[Source data Boundary: Start]

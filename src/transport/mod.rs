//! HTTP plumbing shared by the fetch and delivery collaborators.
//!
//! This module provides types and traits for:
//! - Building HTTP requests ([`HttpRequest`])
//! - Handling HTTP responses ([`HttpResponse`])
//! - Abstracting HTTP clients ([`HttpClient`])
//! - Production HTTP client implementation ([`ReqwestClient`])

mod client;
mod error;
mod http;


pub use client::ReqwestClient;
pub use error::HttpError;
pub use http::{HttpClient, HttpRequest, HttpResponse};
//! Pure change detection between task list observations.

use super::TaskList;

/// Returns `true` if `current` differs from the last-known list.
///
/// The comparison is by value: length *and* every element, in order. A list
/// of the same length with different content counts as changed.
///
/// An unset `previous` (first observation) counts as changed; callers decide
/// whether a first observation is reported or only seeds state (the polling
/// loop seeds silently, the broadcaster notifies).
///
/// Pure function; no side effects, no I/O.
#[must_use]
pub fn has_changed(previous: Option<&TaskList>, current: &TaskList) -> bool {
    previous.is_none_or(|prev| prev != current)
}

[Source data Boundary: End]

*Activity:* Return all entries exactly.

*Answer to this exercise:*
filename src/transport/mod.rs
//! HTTP plumbing shared by the fetch and delivery collaborators.
//!
//! This module provides types and traits for:
//! - Building HTTP requests ([`HttpRequest`])
//! - Handling HTTP responses ([`HttpResponse`])
//! - Abstracting HTTP clients ([`HttpClient`])
//! - Production HTTP client implementation ([`ReqwestClient`])

mod client;
mod error;
mod http;


pub use client::ReqwestClient;
pub use error::HttpError;
pub use http::{HttpClient, HttpRequest, HttpResponse};
//! Pure change detection between task list observations.

use super::TaskList;

/// Returns `true` if `current` differs from the last-known list.
///
/// The comparison is by value: length *and* every element, in order. A list
/// of the same length with different content counts as changed.
///
/// An unset `previous` (first observation) counts as changed; callers decide
/// whether a first observation is reported or only seeds state (the polling
/// loop seeds silently, the broadcaster notifies).
///
/// Pure function; no side effects, no I/O.
#[must_use]
pub fn has_changed(previous: Option<&TaskList>, current: &TaskList) -> bool {
    previous.is_none_or(|prev| prev != current)
}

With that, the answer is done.